Katarzyna Maresz¹*, Eugene J. Bruno²
*Corresponding author
1. International Science and Health Foundation, Kunickiego St. 10, 30-134 Krakow, Poland
2. Provost & Chief Academic Officer, Huntington College of Health Sciences, 117 Legacy View Way, Knoxville, TN 37918, USA

Abstract

Previously, vitamin K was recognized solely as a cofactor for blood clotting. However, the discovery of vitamin K-dependent proteins (VKDPs) led to a more comprehensive understanding of vitamin K’s role with respect to bone and cardiovascular health.

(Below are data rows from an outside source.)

//! Focus session state machine.
//!
//! Every command returns `Some(transition)` when it changed something and
//! `None` when it was issued from a state where it does not apply. Callers
//! treat `None` as a silent no-op; UI races must never crash the engine.

use chrono::{DateTime, Utc};
use serde::{Deserialize, Serialize};
use tracing::{debug, info};

use super::session::{FocusConfig, FocusSession, FocusState, SessionPhase};

/// Why a session went back to idle.
#[derive(Debug, Clone, Copy, PartialEq, Eq, Serialize, Deserialize)]
#[serde(rename_all = "snake_case")]
pub enum EndKind {
    Stopped,
    BreakSkipped,
    BreakFinished,
}

#[derive(Debug, Clone, PartialEq)]
pub enum FocusTransition {
    Started(FocusSession),
    Paused(FocusSession),
    Resumed(FocusSession),
    /// A countdown moved by one second without changing state.
    Ticked(FocusSession),
    /// The work interval reached zero. The session is now in `BreakTime`.
    WorkCompleted(FocusSession),
    BreakStarted(FocusSession),
    /// A new work interval began from `BreakTime`.
    IntervalStarted(FocusSession),
    /// The session was destroyed.
    Ended { task_id: String, kind: EndKind },
}

impl FocusTransition {
    /// The session after the transition, if one still exists.
    pub fn session(&self) -> Option<&FocusSession> {
        match self {
            FocusTransition::Started(s)
            | FocusTransition::Paused(s)
            | FocusTransition::Resumed(s)
            | FocusTransition::Ticked(s)
            | FocusTransition::WorkCompleted(s)
            | FocusTransition::BreakStarted(s)
            | FocusTransition::IntervalStarted(s) => Some(s),
            FocusTransition::Ended { .. } => None,
        }
    }
}

/// Exclusive owner of the single [`FocusSession`].
#[derive(Debug, Clone, Default)]
pub struct FocusController {
    config: FocusConfig,
    session: Option<FocusSession>,
}

impl FocusController {
    pub fn new(config: FocusConfig) -> Self {
        Self {
            config,
            session: None,
        }
    }

    // ── Queries ──────────────────────────────────────────────────────

    pub fn config(&self) -> &FocusConfig {
        &self.config
    }

    pub fn session(&self) -> Option<&FocusSession> {
        self.session.as_ref()
    }

    pub fn state(&self) -> FocusState {
        self.session
            .as_ref()
            .map(|s| s.state)
            .unwrap_or(FocusState::Idle)
    }

    /// Whether `start_session` for `task_id` would be accepted.
    pub fn can_start(&self, task_id: &str) -> bool {
        match &self.session {
            Some(s) if matches!(s.state, FocusState::Running | FocusState::Paused) => {
                s.task_id == task_id
            }
            _ => true,
        }
    }

    pub fn is_counting_down(&self) -> bool {
        self.session.as_ref().is_some_and(FocusSession::is_counting_down)
    }

    // ── Commands ─────────────────────────────────────────────────────

    /// Begin a fresh work interval.
    ///
    /// Refused while another task's session is running or paused. A session
    /// for the same task, or one sitting in `BreakTime`, is replaced.
    pub fn start_session(
        &mut self,
        task_id: impl Into<String>,
        task_title: impl Into<String>,
        duration_seconds: u32,
        is_deep_focus: bool,
        now: DateTime<Utc>,
    ) -> Option<FocusTransition> {
        let task_id = task_id.into();
        if duration_seconds == 0 || !self.can_start(&task_id) {
            debug!(%task_id, "focus start ignored");
            return None;
        }
        let session = FocusSession::new(
            task_id,
            task_title.into(),
            duration_seconds,
            is_deep_focus,
            now,
        );
        info!(
            task_id = %session.task_id,
            duration_seconds,
            is_deep_focus,
            "focus session started"
        );
        self.session = Some(session.clone());
        Some(FocusTransition::Started(session))
    }

    pub fn pause_session(&mut self) -> Option<FocusTransition> {
        let session = self.session.as_mut()?;
        if session.state != FocusState::Running {
            return None;
        }
        session.state = FocusState::Paused;
        Some(FocusTransition::Paused(session.clone()))
    }

    pub fn resume_session(&mut self) -> Option<FocusTransition> {
        let session = self.session.as_mut()?;
        if session.state != FocusState::Paused {
            return None;
        }
        session.state = FocusState::Running;
        Some(FocusTransition::Resumed(session.clone()))
    }

    /// Drop the session from any non-idle state. Blocking teardown is the
    /// caller's job.
    pub fn stop_session(&mut self) -> Option<FocusTransition> {
        let session = self.session.take()?;
        info!(task_id = %session.task_id, "focus session stopped");
        Some(FocusTransition::Ended {
            task_id: session.task_id,
            kind: EndKind::Stopped,
        })
    }

    /// Advance the live countdown by one second.
    pub fn tick(&mut self) -> Option<FocusTransition> {
        let session = self.session.as_mut()?;
        if !session.is_counting_down() {
            return None;
        }
        session.remaining_seconds = session.remaining_seconds.saturating_sub(1);
        if session.remaining_seconds > 0 {
            return Some(FocusTransition::Ticked(session.clone()));
        }

        let phase = session.phase;
        match phase {
            SessionPhase::Work => {
                session.state = FocusState::BreakTime;
                session.sessions_completed = session.sessions_completed.saturating_add(1);
                info!(
                    task_id = %session.task_id,
                    sessions_completed = session.sessions_completed,
                    "work interval completed"
                );
                Some(FocusTransition::WorkCompleted(session.clone()))
            }
            SessionPhase::Break => self.finish_break(),
        }
    }

    /// Start the break countdown after a completed work interval.
    pub fn start_break(&mut self) -> Option<FocusTransition> {
        let config = &self.config;
        let session = self.session.as_mut()?;
        if !session.is_awaiting_break() {
            return None;
        }
        let seconds = config.break_seconds(session.sessions_completed);
        session.phase = SessionPhase::Break;
        session.total_duration = seconds;
        session.remaining_seconds = seconds;
        debug!(task_id = %session.task_id, seconds, "break started");
        Some(FocusTransition::BreakStarted(session.clone()))
    }

    /// Leave `BreakTime` without a break.
    pub fn skip_break(&mut self) -> Option<FocusTransition> {
        if self.state() != FocusState::BreakTime {
            return None;
        }
        let session = self.session.take()?;
        Some(FocusTransition::Ended {
            task_id: session.task_id,
            kind: EndKind::BreakSkipped,
        })
    }

    /// Begin another work interval for the same task from `BreakTime`.
    pub fn start_next_interval(&mut self) -> Option<FocusTransition> {
        let seconds = self.config.work_seconds();
        let session = self.session.as_mut()?;
        if session.state != FocusState::BreakTime {
            return None;
        }
        session.state = FocusState::Running;
        session.phase = SessionPhase::Work;
        session.total_duration = seconds;
        session.remaining_seconds = seconds;
        Some(FocusTransition::IntervalStarted(session.clone()))
    }

    fn finish_break(&mut self) -> Option<FocusTransition> {
        if self.config.auto_continue_after_break {
            return self.start_next_interval();
        }
        let session = self.session.take()?;
        debug!(task_id = %session.task_id, "break finished");
        Some(FocusTransition::Ended {
            task_id: session.task_id,
            kind: EndKind::BreakFinished,
        })
    }
}

#[cfg(test)]
mod tests {
    use super::*;
    use chrono::TimeZone;

    fn now() -> DateTime<Utc> {
        Utc.with_ymd_and_hms(2026, 2, 2, 10, 0, 0).unwrap()
    }

    fn short_config() -> FocusConfig {
        FocusConfig {
            work_minutes: 1,
            short_break_minutes: 1,
            long_break_minutes: 2,
            sessions_before_long_break: 2,
            auto_continue_after_break: false,
        }
    }

    fn run_to_zero(controller: &mut FocusController) -> Option<FocusTransition> {
        let mut last = None;
        while controller.is_counting_down() {
            last = controller.tick();
        }
        last
    }

    #[test]
    fn start_pause_resume() {
        let mut controller = FocusController::default();
        assert_eq!(controller.state(), FocusState::Idle);

        assert!(controller.start_session("a", "Alpha", 60, false, now()).is_some());
        assert_eq!(controller.state(), FocusState::Running);

        assert!(controller.pause_session().is_some());
        assert_eq!(controller.state(), FocusState::Paused);
        assert!(controller.pause_session().is_none());

        assert!(controller.resume_session().is_some());
        assert_eq!(controller.state(), FocusState::Running);
        assert!(controller.resume_session().is_none());
    }

    #[test]
    fn usage_errors_are_no_ops() {
        let mut controller = FocusController::default();
        assert!(controller.pause_session().is_none());
        assert!(controller.resume_session().is_none());
        assert!(controller.stop_session().is_none());
        assert!(controller.start_break().is_none());
        assert!(controller.skip_break().is_none());
        assert!(controller.tick().is_none());
        assert_eq!(controller.state(), FocusState::Idle);
    }

    #[test]
    fn second_task_rejected_while_running_or_paused() {
        let mut controller = FocusController::default();
        controller.start_session("a", "Alpha", 60, false, now());
        assert!(controller.start_session("b", "Beta", 60, false, now()).is_none());
        assert_eq!(controller.session().map(|s| s.task_id.as_str()), Some("a"));

        controller.pause_session();
        assert!(controller.start_session("b", "Beta", 60, false, now()).is_none());
    }

    #[test]
    fn same_task_restarts_fresh() {
        let mut controller = FocusController::default();
        controller.start_session("a", "Alpha", 60, false, now());
        controller.tick();
        controller.tick();
        let restarted = controller.start_session("a", "Alpha", 90, false, now());
        let session = restarted.as_ref().and_then(FocusTransition::session).unwrap();
        assert_eq!(session.remaining_seconds, 90);
    }

    #[test]
    fn zero_duration_is_ignored() {
        let mut controller = FocusController::default();
        assert!(controller.start_session("a", "Alpha", 0, false, now()).is_none());
    }

    #[test]
    fn paused_session_does_not_tick() {
        let mut controller = FocusController::default();
        controller.start_session("a", "Alpha", 10, false, now());
        controller.pause_session();
        assert!(controller.tick().is_none());
        assert_eq!(controller.session().unwrap().remaining_seconds, 10);
    }

    #[test]
    fn last_tick_enters_break_time_once() {
        let mut controller = FocusController::default();
        controller.start_session("a", "Alpha", 2, false, now());
        assert!(matches!(controller.tick(), Some(FocusTransition::Ticked(_))));
        let done = controller.tick();
        assert!(matches!(done, Some(FocusTransition::WorkCompleted(_))));

        let session = controller.session().unwrap();
        assert_eq!(session.state, FocusState::BreakTime);
        assert_eq!(session.remaining_seconds, 0);
        assert_eq!(session.sessions_completed, 1);

        // Awaiting a decision: further ticks change nothing.
        assert!(controller.tick().is_none());
        assert_eq!(controller.session().unwrap().sessions_completed, 1);
    }

    #[test]
    fn other_task_may_start_during_break_time() {
        let mut controller = FocusController::default();
        controller.start_session("a", "Alpha", 1, false, now());
        controller.tick();
        assert!(controller.start_session("b", "Beta", 60, false, now()).is_some());
        assert_eq!(controller.session().unwrap().sessions_completed, 0);
    }

    #[test]
    fn break_countdown_returns_to_idle() {
        let mut controller = FocusController::new(short_config());
        controller.start_session("a", "Alpha", 3, false, now());
        run_to_zero(&mut controller);

        let started = controller.start_break();
        let session = started.as_ref().and_then(FocusTransition::session).unwrap();
        assert_eq!(session.phase, SessionPhase::Break);
        assert_eq!(session.remaining_seconds, 60);
        assert!(controller.start_break().is_none());

        let last = run_to_zero(&mut controller);
        assert_eq!(
            last,
            Some(FocusTransition::Ended {
                task_id: "a".into(),
                kind: EndKind::BreakFinished
            })
        );
        assert_eq!(controller.state(), FocusState::Idle);
    }

    #[test]
    fn break_auto_continues_into_next_interval() {
        let mut controller = FocusController::new(FocusConfig {
            auto_continue_after_break: true,
            ..short_config()
        });
        controller.start_session("a", "Alpha", 3, false, now());
        run_to_zero(&mut controller);
        controller.start_break();
        for _ in 0..59 {
            controller.tick();
        }
        let next = controller.tick();
        assert!(matches!(next, Some(FocusTransition::IntervalStarted(_))));
        let session = controller.session().unwrap();
        assert_eq!(session.state, FocusState::Running);
        assert_eq!(session.remaining_seconds, 60);
        assert_eq!(session.sessions_completed, 1);
    }

    #[test]
    fn second_completed_interval_earns_long_break() {
        let mut controller = FocusController::new(short_config());
        controller.start_session("a", "Alpha", 1, false, now());
        controller.tick();
        controller.start_next_interval();
        run_to_zero(&mut controller);
        assert_eq!(controller.session().unwrap().sessions_completed, 2);

        controller.start_break();
        assert_eq!(controller.session().unwrap().remaining_seconds, 120);
    }

    #[test]
    fn skip_break_goes_idle() {
        let mut controller = FocusController::default();
        controller.start_session("a", "Alpha", 1, false, now());
        controller.tick();
        assert!(matches!(
            controller.skip_break(),
            Some(FocusTransition::Ended {
                kind: EndKind::BreakSkipped,
                ..
            })
        ));
        assert!(controller.session().is_none());
    }

    #[test]
    fn stop_from_every_live_state() {
        let mut controller = FocusController::default();
        controller.start_session("a", "Alpha", 5, false, now());
        assert!(controller.stop_session().is_some());

        controller.start_session("a", "Alpha", 5, false, now());
        controller.pause_session();
        assert!(controller.stop_session().is_some());

        controller.start_session("a", "Alpha", 1, false, now());
        controller.tick();
        assert!(controller.stop_session().is_some());
        assert_eq!(controller.state(), FocusState::Idle);
        assert!(controller.tick().is_none());
    }
}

Research has demonstrated that high intakes of vitamin K2 (but not K1), through its activation of the VKDP Matrix Gla Protein (MGP), is associated with reduced arterial calcification, reduced arterial stiffness, and a reduced incidence of coronary heart disease (CHD). Current data suggests that supplementation with Vitamin K2 may help correct widespread vitamin K insufficiency while improving risk parameters for cardiovascular disease in Western populations.

INTRODUCTION

Discovered in 1929, vitamin K was originally identified for its role as a haemostasiological (coagulation) cofactor. The mechanism by which vitamin K performs this function is via its involvement in several proteins, which play a role in the regulation of blood clotting (1). Vitamin K1 and K2 are the two naturally occurring forms of this fat-soluble vitamin. Plants synthesize phylloquinone (K1), and intestinal microbiota synthesizes a range of K2 forms collectively referred to as menaquinones (2). The menaquinone form of vitamin K2 is designated according to the number of repeating 5-carbon units in the side chain of the molecule. For example, if there are seven repeating 5-carbon units, the designation will be menaquinone-7, or MK-7 (3).